En este afán de hacerse de adeptos, los partidos políticos generan una serie de contradicciones, pues su identidad, o mejor dicho su ideología, se construyó en un momento de la historia en el que el ejercicio de la política no estaba abierto a todas las personas, de manera que hoy, usan la veterana figura del “dogma ideológico” para tratar de homologar los múltiples intereses de sus miembros, encausándolos en una perspectiva única de partido.

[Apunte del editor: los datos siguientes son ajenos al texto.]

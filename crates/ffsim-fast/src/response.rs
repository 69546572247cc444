//! Stochastic detector response models.
//!
//! Both models work in the ion frame and consume exactly three
//! standard-normal draws per call, in a fixed order, so the random stream
//! advances identically whichever region accepted the particle.

use ffsim_core::{momentum_from_energy, NormalSource, Vector3};

use crate::config::{CalorimeterResolution, MomentumResolution};

/// Result of a single response-model evaluation.
#[derive(Debug, Clone, Copy, PartialEq)]
pub struct SmearedKinematics {
    /// Measured energy (GeV).
    pub energy: f64,
    /// Measured momentum in the ion frame (GeV).
    pub momentum_ion: Vector3,
    /// True when a negative radicand was clamped to zero.
    pub clamped: bool,
}

/// Forward calorimeter response: stochastic plus constant energy term and an
/// energy-dependent polar-angle term. The azimuth is not smeared.
///
/// `Es = E + sqrt((cE)² + s²E)·g1`, `θs = θ + (a/√E)·g2`,
/// `ps = sqrt(Es² − m²)` evaluated without cancellation. `Es < m` is clamped
/// to `Es = m`, `ps = 0` and flagged.
pub fn smear_calorimetric(
    energy: f64,
    mass: f64,
    momentum_ion: Vector3,
    resolution: &CalorimeterResolution,
    rng: &mut dyn NormalSource,
) -> SmearedKinematics {
    let [g_energy, g_theta, _g_phi] = rng.normal_triplet();

    let constant = resolution.constant * energy;
    let sigma_e = (constant * constant + resolution.stochastic * resolution.stochastic * energy)
        .max(0.0)
        .sqrt();
    let smeared_energy = energy + sigma_e * g_energy;

    let sigma_theta = if energy > 0.0 {
        resolution.angular / energy.sqrt()
    } else {
        0.0
    };
    let theta = momentum_ion.polar_angle() + sigma_theta * g_theta;
    let phi = momentum_ion.azimuthal_angle();

    // An energy below the mass (including a negative one) is raised to the
    // mass with zero momentum.
    let (energy, magnitude, clamped) = if smeared_energy < mass {
        (mass, 0.0, true)
    } else {
        match momentum_from_energy(smeared_energy, mass) {
            Some(p) => (smeared_energy, p, false),
            None => (mass, 0.0, true),
        }
    };

    SmearedKinematics {
        energy,
        momentum_ion: Vector3::from_spherical(magnitude, theta, phi),
        clamped,
    }
}

/// Spectrometer response shared by the intermediate, forward-proton and
/// off-momentum regions.
///
/// `ps = p(1 + kp·g1)`, `pxs = px(1 + kt·g2)`, `pys = py(1 + kt·g3)`,
/// `pzs = sqrt(ps² − pxs² − pys²)` with a negative radicand clamped to zero.
pub fn smear_momentum(
    momentum_ion: Vector3,
    mass: f64,
    resolution: &MomentumResolution,
    rng: &mut dyn NormalSource,
) -> SmearedKinematics {
    let [g_p, g_x, g_y] = rng.normal_triplet();

    let p = momentum_ion.magnitude();
    let ps = p + resolution.momentum * p * g_p;
    let pxs = momentum_ion.x + resolution.transverse * momentum_ion.x * g_x;
    let pys = momentum_ion.y + resolution.transverse * momentum_ion.y * g_y;

    let radicand = ps * ps - pxs * pxs - pys * pys;
    let clamped = radicand < 0.0;
    let pzs = if clamped { 0.0 } else { radicand.sqrt() };

    SmearedKinematics {
        energy: ps.hypot(mass),
        momentum_ion: Vector3::new(pxs, pys, pzs),
        clamped,
    }
}
#![allow(dead_code)]

use std::collections::VecDeque;

use ffsim_core::{pdg, NormalSource, TruthParticle, Vector3};
use ffsim_fast::SmearingConfig;

pub const PROTON_MASS: f64 = 0.938272;
pub const NEUTRON_MASS: f64 = 0.939565;

/// Replays a fixed list of standard-normal draws.
pub struct ScriptedDraws(VecDeque<f64>);

impl ScriptedDraws {
    pub fn zeros(n: usize) -> Self {
        Self(std::iter::repeat(0.0).take(n).collect())
    }

    pub fn remaining(&self) -> usize {
        self.0.len()
    }
}

impl NormalSource for ScriptedDraws {
    fn standard_normal(&mut self) -> f64 {
        self.0.pop_front().expect("scripted draws exhausted")
    }
}

pub fn truth(pdg: i32, status: i32, momentum: Vector3, mass: f64) -> TruthParticle {
    TruthParticle {
        generator_status: status,
        pdg,
        charge: if pdg == pdg::PROTON { 1.0 } else { 0.0 },
        mass,
        energy: momentum.magnitude().hypot(mass),
        momentum,
        vertex: Vector3::ZERO,
    }
}

pub fn incoming_proton(energy: f64) -> TruthParticle {
    let pz = ((energy - PROTON_MASS) * (energy + PROTON_MASS)).max(0.0).sqrt();
    TruthParticle {
        generator_status: 4,
        pdg: pdg::PROTON,
        charge: 1.0,
        mass: PROTON_MASS,
        energy,
        momentum: Vector3::new(0.0, 0.0, pz),
        vertex: Vector3::ZERO,
    }
}

/// Head-on configuration: no crossing angle, fixed 100 GeV beam.
pub fn head_on_config() -> SmearingConfig {
    let mut config = SmearingConfig::default();
    config.crossing_angle = 0.0;
    config.ion_beam_energy = 100.0;
    config
}

/// A representative 100 GeV event with hits in every station.
pub fn sample_event() -> Vec<TruthParticle> {
    let angle = -0.025_f64;
    let along_beam = |p: f64, theta: f64, phi: f64| {
        let ion = Vector3::from_spherical(p, theta, phi);
        ffsim_fast::rotate_to_lab_frame(ion, angle)
    };
    vec![
        incoming_proton(100.2),
        truth(11, 4, Vector3::new(0.0, 0.0, -10.0), 0.000511),
        truth(pdg::NEUTRON, 1, along_beam(60.0, 1.5e-3, 0.3), NEUTRON_MASS),
        truth(pdg::PHOTON, 1, along_beam(12.0, 2.0e-3, -1.2), 0.0),
        truth(pdg::PROTON, 1, along_beam(85.0, 2.5e-3, 2.0), PROTON_MASS),
        truth(pdg::PROTON, 1, along_beam(45.0, 0.5e-3, 0.1), PROTON_MASS),
        truth(211, 1, along_beam(8.0, 12e-3, 1.0), 0.13957),
        truth(pdg::PHOTON, 1, along_beam(3.0, 15e-3, -0.4), 0.0),
        truth(pdg::PROTON, 1, Vector3::new(0.5, 0.2, 3.0), PROTON_MASS),
    ]
}
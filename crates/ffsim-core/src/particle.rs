//! Truth and reconstructed particle records plus their associations.

use std::convert::TryFrom;
use std::fmt;

use serde::{Deserialize, Serialize};

use crate::errors::{ErrorInfo, FfsError};
use crate::kinematics::Vector3;

/// PDG Monte Carlo species codes referenced by the far-forward regions.
pub mod pdg {
    /// Photon.
    pub const PHOTON: i32 = 22;
    /// Charged pion (positive).
    pub const PION_PLUS: i32 = 211;
    /// Charged kaon (positive).
    pub const KAON_PLUS: i32 = 321;
    /// Neutron.
    pub const NEUTRON: i32 = 2112;
    /// Proton.
    pub const PROTON: i32 = 2212;
}

/// Generator status codes with special meaning.
pub mod status {
    /// Stable final-state particle.
    pub const FINAL_STATE: i32 = 1;
    /// Incoming beam particle.
    pub const INCOMING_BEAM: i32 = 4;
}

/// Generator-level particle for one event. Never mutated by the engine.
#[derive(Debug, Clone, PartialEq, Serialize, Deserialize)]
pub struct TruthParticle {
    /// Generator status code (1 = final state, 4 = incoming beam).
    pub generator_status: i32,
    /// PDG species code.
    pub pdg: i32,
    /// Electric charge in units of e.
    pub charge: f64,
    /// Rest mass in GeV.
    pub mass: f64,
    /// Total energy in GeV.
    pub energy: f64,
    /// Lab-frame momentum in GeV.
    pub momentum: Vector3,
    /// Production vertex in mm.
    #[serde(default)]
    pub vertex: Vector3,
}

impl TruthParticle {
    /// True when the particle is final state (status at most 1).
    pub fn is_final_state(&self) -> bool {
        self.generator_status <= status::FINAL_STATE
    }

    /// True for the incoming ion-beam proton used to infer the beam energy.
    pub fn is_incoming_proton(&self) -> bool {
        self.generator_status == status::INCOMING_BEAM && self.pdg == pdg::PROTON
    }

    /// Rejects records the response models cannot handle: any non-finite
    /// component or a negative mass.
    pub fn validate(&self) -> Result<(), FfsError> {
        let field = if !self.energy.is_finite() {
            Some("energy")
        } else if !self.mass.is_finite() || self.mass < 0.0 {
            Some("mass")
        } else if !self.charge.is_finite() {
            Some("charge")
        } else if !self.momentum.is_finite() {
            Some("momentum")
        } else if !self.vertex.is_finite() {
            Some("vertex")
        } else {
            None
        };
        match field {
            None => Ok(()),
            Some(field) => Err(FfsError::Kinematics(
                ErrorInfo::new("invalid-truth", format!("truth particle has invalid {field}"))
                    .with_context("field", field)
                    .with_context("pdg", self.pdg.to_string())
                    .with_hint("check the generator output for NaN or infinite values"),
            )),
        }
    }
}

/// Far-forward detector station that produced a reconstructed particle.
#[derive(Debug, Clone, Copy, PartialEq, Eq, PartialOrd, Ord, Hash, Serialize, Deserialize)]
#[serde(into = "i32", try_from = "i32")]
pub enum DetectorTag {
    /// Intermediate magnetic spectrometer (B0).
    Intermediate,
    /// Forward proton spectrometer (Roman pots).
    ForwardProton,
    /// Off-momentum detector.
    OffMomentum,
    /// Forward neutral/photon calorimeter (ZDC).
    ForwardNeutral,
}

impl DetectorTag {
    /// All tags in ascending raw order.
    pub const ALL: [DetectorTag; 4] = [
        DetectorTag::Intermediate,
        DetectorTag::ForwardProton,
        DetectorTag::OffMomentum,
        DetectorTag::ForwardNeutral,
    ];

    /// Raw integer written to the `type` field of reconstructed particles.
    pub fn as_raw(&self) -> i32 {
        match self {
            DetectorTag::Intermediate => 1,
            DetectorTag::ForwardProton => 2,
            DetectorTag::OffMomentum => 3,
            DetectorTag::ForwardNeutral => 4,
        }
    }

    /// Short station label used in logs and summaries.
    pub fn label(&self) -> &'static str {
        match self {
            DetectorTag::Intermediate => "b0",
            DetectorTag::ForwardProton => "rp",
            DetectorTag::OffMomentum => "omd",
            DetectorTag::ForwardNeutral => "zdc",
        }
    }
}

impl fmt::Display for DetectorTag {
    fn fmt(&self, f: &mut fmt::Formatter<'_>) -> fmt::Result {
        f.write_str(self.label())
    }
}

impl From<DetectorTag> for i32 {
    fn from(tag: DetectorTag) -> Self {
        tag.as_raw()
    }
}

impl TryFrom<i32> for DetectorTag {
    type Error = FfsError;

    fn try_from(raw: i32) -> Result<Self, Self::Error> {
        DetectorTag::ALL
            .into_iter()
            .find(|tag| tag.as_raw() == raw)
            .ok_or_else(|| {
                FfsError::Serde(
                    ErrorInfo::new("unknown-detector-tag", "detector tag out of range")
                        .with_context("raw", raw.to_string()),
                )
            })
    }
}

/// Smeared particle emitted by one far-forward region.
#[derive(Debug, Clone, PartialEq, Serialize, Deserialize)]
pub struct ReconstructedParticle {
    /// Region that accepted the particle.
    #[serde(rename = "type")]
    pub tag: DetectorTag,
    /// Measured energy in GeV.
    pub energy: f64,
    /// Measured lab-frame momentum in GeV.
    pub momentum: Vector3,
    /// Reference point, copied from the truth vertex.
    pub reference_point: Vector3,
    /// Charge copied from truth.
    pub charge: i16,
    /// Mass copied from truth.
    pub mass: f64,
    /// PID confidence; always 1 in this model.
    pub goodness_of_pid: f64,
    /// PDG hypothesis copied from truth.
    pub pdg: i32,
}

/// Link from a reconstructed particle back to its truth particle.
#[derive(Debug, Clone, Copy, PartialEq, Serialize, Deserialize)]
pub struct Association {
    /// Index of the reconstructed particle in the event output.
    pub rec_id: usize,
    /// Index of the truth particle in the event input.
    pub sim_id: usize,
    /// Match weight; always 1.
    pub weight: f64,
}

impl Association {
    /// Creates an unambiguous association.
    pub fn new(rec_id: usize, sim_id: usize) -> Self {
        Self {
            rec_id,
            sim_id,
            weight: 1.0,
        }
    }
}

#[cfg(test)]
mod tests {
    use super::*;

    fn neutron() -> TruthParticle {
        TruthParticle {
            generator_status: status::FINAL_STATE,
            pdg: pdg::NEUTRON,
            charge: 0.0,
            mass: 0.939565,
            energy: 50.0,
            momentum: Vector3::new(0.0, 0.0, 49.99),
            vertex: Vector3::ZERO,
        }
    }

    #[test]
    fn finite_particle_validates() {
        assert!(neutron().validate().is_ok());
    }

    #[test]
    fn non_finite_momentum_is_a_kinematics_error() {
        let mut part = neutron();
        part.momentum.y = f64::NAN;
        let err = part.validate().unwrap_err();
        assert!(matches!(err, FfsError::Kinematics(_)));
        assert_eq!(err.info().context.get("field").map(String::as_str), Some("momentum"));
        assert!(err.info().hint.is_some());
    }

    #[test]
    fn negative_mass_is_rejected() {
        let mut part = neutron();
        part.mass = -0.1;
        let err = part.validate().unwrap_err();
        assert_eq!(err.info().context.get("field").map(String::as_str), Some("mass"));
    }
}
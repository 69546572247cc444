//! Per-event driver: resolves the beam once, runs every enabled region over
//! the truth sequence and concatenates the results in region order.

use std::collections::BTreeMap;

use ffsim_core::{Association, FfsError, NormalSource, ReconstructedParticle, TruthParticle};
use serde::{Deserialize, Serialize};

use crate::beam::BeamContext;
use crate::config::SmearingConfig;
use crate::regions::{self, Region, RegionContext};

/// Diagnostic counters for one event.
#[derive(Debug, Clone, PartialEq, Eq, Default, Serialize, Deserialize)]
pub struct EventStats {
    /// Accepted particles per region label.
    pub accepted: BTreeMap<String, usize>,
    /// Truth particles with generator status above 1.
    pub skipped_non_final: usize,
    /// Responses that clamped a negative radicand or a sub-mass energy.
    pub clamped_radicands: usize,
}

/// Output collections of one event. `particles[i]` pairs with `associations[i]`.
#[derive(Debug, Clone, PartialEq, Serialize, Deserialize)]
pub struct EventOutput {
    /// Beam used for the event.
    pub beam: BeamContext,
    /// Reconstructed particles in region order, then truth order.
    pub particles: Vec<ReconstructedParticle>,
    /// Truth associations, index-aligned with `particles`.
    pub associations: Vec<Association>,
    /// Diagnostic counters.
    pub stats: EventStats,
}

impl EventOutput {
    /// Checks the index correspondence between particles and associations.
    pub fn is_aligned(&self, truth_len: usize) -> bool {
        self.particles.len() == self.associations.len()
            && self
                .associations
                .iter()
                .enumerate()
                .all(|(idx, assoc)| assoc.rec_id == idx && assoc.sim_id < truth_len)
    }
}

/// Far-forward smearing engine configured for a run.
#[derive(Debug, Clone)]
pub struct FarForwardSmearer {
    config: SmearingConfig,
    regions: Vec<Region>,
}

impl FarForwardSmearer {
    /// Validates the configuration and fixes the region order.
    pub fn new(config: SmearingConfig) -> Result<Self, FfsError> {
        config.validate()?;
        let regions = regions::enabled_regions(&config);
        Ok(Self { config, regions })
    }

    /// Configuration the engine was built from.
    pub fn config(&self) -> &SmearingConfig {
        &self.config
    }

    /// Enabled regions in processing order.
    pub fn regions(&self) -> &[Region] {
        &self.regions
    }

    /// Processes one event to completion.
    ///
    /// Draws are consumed region by region, and within a region in truth
    /// order, so identical input and stream state reproduce the output
    /// exactly.
    pub fn process_event(
        &self,
        truth: &[TruthParticle],
        rng: &mut dyn NormalSource,
    ) -> EventOutput {
        let beam = BeamContext::resolve(&self.config, truth);
        let ctx = RegionContext::new(&beam, &self.config.momentum_resolution);

        let mut stats = EventStats {
            skipped_non_final: truth.iter().filter(|part| !part.is_final_state()).count(),
            ..EventStats::default()
        };
        let mut particles = Vec::new();
        let mut associations = Vec::new();

        for region in &self.regions {
            let mut accepted = 0usize;
            for (sim_id, part) in truth.iter().enumerate() {
                let Some(candidate) = region.classify(sim_id, part, &ctx, rng) else {
                    continue;
                };
                if candidate.clamped {
                    stats.clamped_radicands += 1;
                }
                associations.push(Association::new(particles.len(), candidate.sim_id));
                particles.push(candidate.particle);
                accepted += 1;
            }
            stats
                .accepted
                .insert(region.tag().label().to_string(), accepted);
        }

        EventOutput {
            beam,
            particles,
            associations,
            stats,
        }
    }
}
//! Three-vector type and the pure kinematic helpers used by the response models.
//!
//! Conventions follow the detector frame: `z` along the nominal forward beam
//! line, `y` vertical, polar angle measured from `+z`.

use std::ops::{Add, Mul, Sub};

use serde::{Deserialize, Serialize};

/// Cartesian three-vector in GeV (momenta) or mm (positions).
#[derive(Debug, Clone, Copy, PartialEq, Default, Serialize, Deserialize)]
pub struct Vector3 {
    /// Horizontal component.
    pub x: f64,
    /// Vertical component.
    pub y: f64,
    /// Longitudinal component.
    pub z: f64,
}

impl Vector3 {
    /// The zero vector.
    pub const ZERO: Vector3 = Vector3 {
        x: 0.0,
        y: 0.0,
        z: 0.0,
    };

    /// Creates a vector from its Cartesian components.
    pub const fn new(x: f64, y: f64, z: f64) -> Self {
        Self { x, y, z }
    }

    /// Builds a vector from magnitude, polar angle and azimuthal angle.
    pub fn from_spherical(magnitude: f64, theta: f64, phi: f64) -> Self {
        let (sin_theta, cos_theta) = theta.sin_cos();
        let (sin_phi, cos_phi) = phi.sin_cos();
        Self {
            x: magnitude * sin_theta * cos_phi,
            y: magnitude * sin_theta * sin_phi,
            z: magnitude * cos_theta,
        }
    }

    /// Euclidean length.
    pub fn magnitude(&self) -> f64 {
        self.magnitude_transverse().hypot(self.z)
    }

    /// Length of the component transverse to the beam line.
    pub fn magnitude_transverse(&self) -> f64 {
        self.x.hypot(self.y)
    }

    /// Polar angle in `[0, π]` measured from `+z`.
    pub fn polar_angle(&self) -> f64 {
        self.magnitude_transverse().atan2(self.z)
    }

    /// Azimuthal angle in `(-π, π]`.
    pub fn azimuthal_angle(&self) -> f64 {
        self.y.atan2(self.x)
    }

    /// Returns true when all components are finite.
    pub fn is_finite(&self) -> bool {
        self.x.is_finite() && self.y.is_finite() && self.z.is_finite()
    }
}

impl Add for Vector3 {
    type Output = Vector3;

    fn add(self, rhs: Vector3) -> Vector3 {
        Vector3::new(self.x + rhs.x, self.y + rhs.y, self.z + rhs.z)
    }
}

impl Sub for Vector3 {
    type Output = Vector3;

    fn sub(self, rhs: Vector3) -> Vector3 {
        Vector3::new(self.x - rhs.x, self.y - rhs.y, self.z - rhs.z)
    }
}

impl Mul<f64> for Vector3 {
    type Output = Vector3;

    fn mul(self, rhs: f64) -> Vector3 {
        Vector3::new(self.x * rhs, self.y * rhs, self.z * rhs)
    }
}

/// Momentum magnitude for a given total energy and mass.
///
/// Evaluated as `(E - m)(E + m)` so that light particles at high energy keep
/// full double precision. A negative radicand (energy smeared below the
/// mass) yields `None`.
pub fn momentum_from_energy(energy: f64, mass: f64) -> Option<f64> {
    let radicand = (energy - mass) * (energy + mass);
    if radicand < 0.0 {
        None
    } else {
        Some(radicand.sqrt())
    }
}
//! Payload staging.
//!
//! Builds the scratch layout the packaging step consumes: a `root` directory
//! populated from the payload archive and a `scripts` directory holding any
//! install-time scripts. The whole layout lives in a uniquely named scratch
//! directory inside the current working directory and is removed when the
//! [`Staging`] value is dropped, on success and failure alike.

use std::{
    fs::File,
    io::{self, BufRead, BufReader, Read},
    path::{Path, PathBuf},
};

use flate2::read::GzDecoder;
use tempfile::TempDir;

use crate::error::{Error, ErrorExt, Result};

/// Magic bytes identifying a gzip-compressed payload.
const GZIP_MAGIC: [u8; 2] = [0x1f, 0x8b];

/// Install-time scripts copied into the staged `scripts` directory.
///
/// Both scripts are optional; an absent script simply leaves no file behind.
#[derive(Debug, Clone, Default)]
pub struct InstallScripts {
    /// Script run before the payload is installed.
    pub preinstall: Option<PathBuf>,
    /// Script run after the payload is installed.
    pub postinstall: Option<PathBuf>,
}

/// Scratch directory layout consumed by the packaging step.
///
/// Dropping the value removes the scratch directory and everything staged
/// under it.
pub struct Staging {
    dir: TempDir,
    root: PathBuf,
    scripts: PathBuf,
}

impl Staging {
    /// Create the scratch layout and populate it from the payload archive.
    ///
    /// `data` names a tar archive, optionally gzip-compressed; `-` reads the
    /// archive from standard input. The archive's internal paths and
    /// permission bits are preserved as given.
    pub async fn prepare(data: &Path, scripts: &InstallScripts) -> Result<Self> {
        let cwd = std::env::current_dir()?;
        let dir = tempfile::Builder::new()
            .prefix("_pkgstage_root_")
            .tempdir_in(&cwd)
            .fs_context("creating scratch directory in", &cwd)?;

        let root = dir.path().join("root");
        std::fs::create_dir(&root).fs_context("creating payload root", &root)?;

        let scripts_dir = dir.path().join("scripts");
        std::fs::create_dir(&scripts_dir).fs_context("creating scripts directory", &scripts_dir)?;

        extract_payload(data, &root).await?;
        write_scripts(scripts, &scripts_dir)?;

        Ok(Self {
            dir,
            root,
            scripts: scripts_dir,
        })
    }

    /// Staged payload tree that becomes the installed file layout.
    pub fn root(&self) -> &Path {
        &self.root
    }

    /// Staged directory holding the install-time scripts.
    pub fn scripts(&self) -> &Path {
        &self.scripts
    }

    /// Common parent of the `root` and `scripts` directories.
    pub fn base(&self) -> &Path {
        self.dir.path()
    }
}

/// Extract the payload archive into the staged `root` directory.
async fn extract_payload(data: &Path, root: &Path) -> Result<()> {
    log::info!("Extracting payload into {}", root.display());

    let data = data.to_path_buf();
    let root = root.to_path_buf();

    tokio::task::spawn_blocking(move || -> Result<()> {
        let reader: Box<dyn Read> = if data.as_os_str() == "-" {
            Box::new(io::stdin())
        } else {
            Box::new(File::open(&data).fs_context("opening payload archive", &data)?)
        };
        let mut reader = BufReader::new(reader);

        // Gzip-compressed payloads are accepted transparently.
        let gzipped = reader.fill_buf()?.starts_with(&GZIP_MAGIC);
        let reader: Box<dyn Read> = if gzipped {
            Box::new(GzDecoder::new(reader))
        } else {
            Box::new(reader)
        };

        let mut archive = tar::Archive::new(reader);
        archive.set_preserve_permissions(true);
        archive
            .unpack(&root)
            .fs_context("extracting payload archive into", &root)?;
        Ok(())
    })
    .await
    .map_err(|e| Error::Generic(format!("payload extraction task failed: {e}")))?
}

/// Copy any provided install scripts into the staged `scripts` directory
/// under the names the packaging tool expects.
fn write_scripts(scripts: &InstallScripts, dir: &Path) -> Result<()> {
    let entries = [
        (&scripts.preinstall, "preinstall"),
        (&scripts.postinstall, "postinstall"),
    ];

    for (source, name) in entries {
        let Some(source) = source else {
            continue;
        };

        let dest = dir.join(name);
        let text = std::fs::read_to_string(source).fs_context("reading install script", source)?;
        std::fs::write(&dest, &text).fs_context("writing install script", &dest)?;

        // Installer scripts must be executable to run.
        #[cfg(unix)]
        {
            use std::os::unix::fs::PermissionsExt;
            std::fs::set_permissions(&dest, std::fs::Permissions::from_mode(0o755))
                .fs_context("setting install script permissions", &dest)?;
        }

        log::debug!("Staged {} script from {}", name, source.display());
    }

    Ok(())
}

Ello les genera estabilidad y asegura a la cúpula del instituto político que sus intereses e iniciativas contarán con respaldo popular.
Usar una ideología como elemento de identidad de un partido político es riesgoso para la democracia, porque éstos son el canal para acceder al poder, siendo que el ejercicio del gobierno precisa de decisiones avaladas en el valor público, no en el dogma ideológico. En democracia, el interés de la mayoría debe interpretarse de forma reflexiva, no atendiendo principios y valores que no reflejan el brebaje cultural de la sociedad.
El dogma partidista se presenta como un elemento incuestionable, lo que produce contradicciones en los militantes, sobre todo en los partidos con grandes aglomerados; hoy podemos ver a miles de jóvenes enarbolando banderas liberales, defendiendo el libre comercio y al sector privado, cuando su origen es humilde y pertenecen a los estratos sociales más bajos; podemos observar a cientos de jóvenes defendiendo la alza de impuestos al sector privado, cuando sus padres son empresarios prominentes; podemos ver a legisladores que defienden reformas privatizadoras, cuando sus Estados viven de las rentas del gobierno federal.
Lo peligroso de los ejemplos anteriores no es la defensa de una ideología o forma de pensar, sino la falta de cuestionamientos a la misma; lo riesgoso de actuar cegados por el dogma es que no defendamos nuestros intereses, sino los de una cúpula que ve a la ideología como un instrumento de control, que le permite alcanzar sus fines a través de otros. El riesgo para la democracia es que nuestros líderes acaten la instrucción de un partido o sigan el dogma ideológico sin preguntarse qué es lo mejor para sus representados, porque en el ejercicio puro de la política no debe haber colores ni ideologías, sino que debe apremiar un Razonamiento de Estado.